*** INFORMATION SUPPLIED Section Begins ***

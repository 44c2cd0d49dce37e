//! Logging initialization

use std::path::PathBuf;
use tracing_subscriber::EnvFilter;

/// Initialize logging based on debug flag
///
/// Without `--debug`, warnings go to stderr (`RUST_LOG` overrides the level).
/// With it, everything down to debug is written to a temp file whose path is
/// returned so it can be shown to the user.
pub fn init_logging(debug: bool) -> Option<PathBuf> {
    if debug {
        // Named temp file that outlives this process
        let temp_file = tempfile::Builder::new()
            .prefix("kubediscovery-")
            .suffix(".log")
            .tempfile()
            .map(|f| {
                let path = f.path().to_path_buf();
                std::mem::forget(f);
                path
            })
            .unwrap_or_else(|_| {
                std::env::temp_dir().join(format!("kubediscovery-{}.log", std::process::id()))
            });

        let file = std::fs::OpenOptions::new()
            .create(true)
            .truncate(true)
            .write(true)
            .open(&temp_file);

        match file {
            Ok(file) => {
                tracing_subscriber::fmt()
                    .with_writer(file)
                    .with_env_filter(
                        EnvFilter::try_from_default_env().unwrap_or_else(|_| EnvFilter::new("debug")),
                    )
                    .with_ansi(false)
                    .with_target(true)
                    .with_file(true)
                    .with_line_number(true)
                    .init();
                return Some(temp_file);
            }
            Err(e) => {
                eprintln!(
                    "Failed to open log file {}: {}, logging to stderr",
                    temp_file.display(),
                    e
                );
                init_stderr("debug");
                return None;
            }
        }
    }

    init_stderr("warn");
    None
}

fn init_stderr(default_level: &str) {
    tracing_subscriber::fmt()
        .with_writer(std::io::stderr)
        .with_env_filter(
            EnvFilter::try_from_default_env().unwrap_or_else(|_| EnvFilter::new(default_level)),
        )
        .with_target(false)
        .init();
}
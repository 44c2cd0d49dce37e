//! Resource matching strategies
//!
//! Given a relationship rule declared by a source kind, find the instances
//! on the other end. Forward matching starts from one named source instance
//! and looks at every target; reverse matching starts from one named target
//! instance and looks at every source.
//!
//! Lookup failures never escape a strategy: they are logged and the rule
//! simply yields no relatives.

mod annotation;
mod env;
mod label;
mod spec_property;

use crate::catalog::{RelationKind, RelationshipRule};
use crate::cluster::{ClusterClient, Instance, object, select_objects};
use crate::graph::ResourceRef;
use serde_json::Value;

/// Which side of a rule the anchor instance sits on
#[derive(Debug, Clone, Copy, PartialEq, Eq)]
pub enum Direction {
    /// Anchor is the source; relatives are targets
    Forward,
    /// Anchor is the target; relatives are sources
    Reverse,
}

/// A resource found through a rule
#[derive(Debug, Clone, PartialEq, Eq)]
pub struct Relative {
    pub reference: ResourceRef,
    pub relation: RelationKind,
    pub details: String,
}

/// One matching request
#[derive(Debug, Clone, Copy)]
pub struct MatchQuery<'q> {
    /// Kind declaring the rule
    pub source_kind: &'q str,
    pub rule: &'q RelationshipRule,
    /// Source instance name (forward) or target instance name (reverse)
    pub anchor: &'q str,
    pub namespace: &'q str,
    pub direction: Direction,
}

impl MatchQuery<'_> {
    fn source_instance(&self) -> Instance {
        match self.direction {
            Direction::Forward => Instance::Named(self.anchor.to_string()),
            Direction::Reverse => Instance::All,
        }
    }

    fn target_instance(&self) -> Instance {
        match self.direction {
            Direction::Forward => Instance::All,
            Direction::Reverse => Instance::Named(self.anchor.to_string()),
        }
    }

    /// Build the relative for a matched (source, target) pair
    fn relative(&self, source: &Value, target: &Value, details: String) -> Relative {
        let (kind, obj) = match self.direction {
            Direction::Forward => (self.rule.target_kind.as_str(), target),
            Direction::Reverse => (self.source_kind, source),
        };
        Relative {
            reference: reference_of(kind, obj),
            relation: self.rule.relation,
            details,
        }
    }
}

/// Identity of an object; cluster-scoped objects have an empty namespace
pub fn reference_of(kind: &str, obj: &Value) -> ResourceRef {
    ResourceRef::new(kind, object::name(obj), object::namespace(obj))
}

/// Runs matching strategies against a cluster
pub struct ResourceMatcher<'a> {
    cluster: &'a dyn ClusterClient,
}

impl<'a> ResourceMatcher<'a> {
    pub fn new(cluster: &'a dyn ClusterClient) -> Self {
        Self { cluster }
    }

    /// Find the relatives of `query.anchor` through `query.rule`
    pub async fn find_relatives(&self, query: MatchQuery<'_>) -> Vec<Relative> {
        tracing::debug!(
            "Matching {} rule of {} ({:?}) from {} to {}",
            query.rule.relation,
            query.source_kind,
            query.direction,
            query.anchor,
            query.rule.target_kind
        );

        let mut relatives = match query.rule.relation {
            RelationKind::Label => label::find(self, &query).await,
            RelationKind::SpecProperty => spec_property::find(self, &query).await,
            RelationKind::EnvironmentVariable => env::find(self, &query).await,
            RelationKind::Annotation => annotation::find(self, &query).await,
            // Owner references are followed by the walker directly
            RelationKind::OwnerReference => Vec::new(),
        };

        let mut seen = std::collections::HashSet::new();
        relatives.retain(|r| seen.insert(r.reference.clone()));
        relatives
    }

    async fn objects(&self, kind: &str, instance: &Instance, namespace: &str) -> Vec<Value> {
        select_objects(self.cluster, kind, instance, namespace).await
    }

    /// Source and target candidates for a query
    async fn candidates(&self, query: &MatchQuery<'_>) -> (Vec<Value>, Vec<Value>) {
        let sources = self
            .objects(query.source_kind, &query.source_instance(), query.namespace)
            .await;
        if sources.is_empty() {
            return (sources, Vec::new());
        }
        let targets = self
            .objects(
                &query.rule.target_kind,
                &query.target_instance(),
                query.namespace,
            )
            .await;
        (sources, targets)
    }
}
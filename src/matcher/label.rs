//! Label-selector matching

use super::{MatchQuery, Relative, ResourceMatcher};
use crate::cluster::object;
use std::collections::BTreeMap;

/// Sources whose non-empty selector is a subset of a target's labels
pub(super) async fn find(matcher: &ResourceMatcher<'_>, query: &MatchQuery<'_>) -> Vec<Relative> {
    let (sources, targets) = matcher.candidates(query).await;

    let mut relatives = Vec::new();
    for source in &sources {
        let selector = object::selector(source);
        // An empty selector would match everything
        if selector.is_empty() {
            continue;
        }
        for target in &targets {
            if object::is_subset(&selector, &object::labels(target)) {
                relatives.push(query.relative(source, target, describe(&selector)));
            }
        }
    }
    relatives
}

fn describe(selector: &BTreeMap<String, String>) -> String {
    selector
        .iter()
        .map(|(k, v)| format!("{}:{}", k, v))
        .collect::<Vec<_>>()
        .join(", ")
}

*** INFORMATION SUPPLIED Section Ends ***

WORK TO COMPLETE:
Each line above that holds the string "RelationKind" should be copied and shown.

WRITTEN ANSWER:
use crate::catalog::{RelationKind, RelationshipRule};
    pub relation: RelationKind,
            RelationKind::Label => label::find(self, &query).await,
            RelationKind::SpecProperty => spec_property::find(self, &query).await,
            RelationKind::EnvironmentVariable => env::find(self, &query).await,
            RelationKind::Annotation => annotation::find(self, &query).await,
            RelationKind::OwnerReference => Vec::new(),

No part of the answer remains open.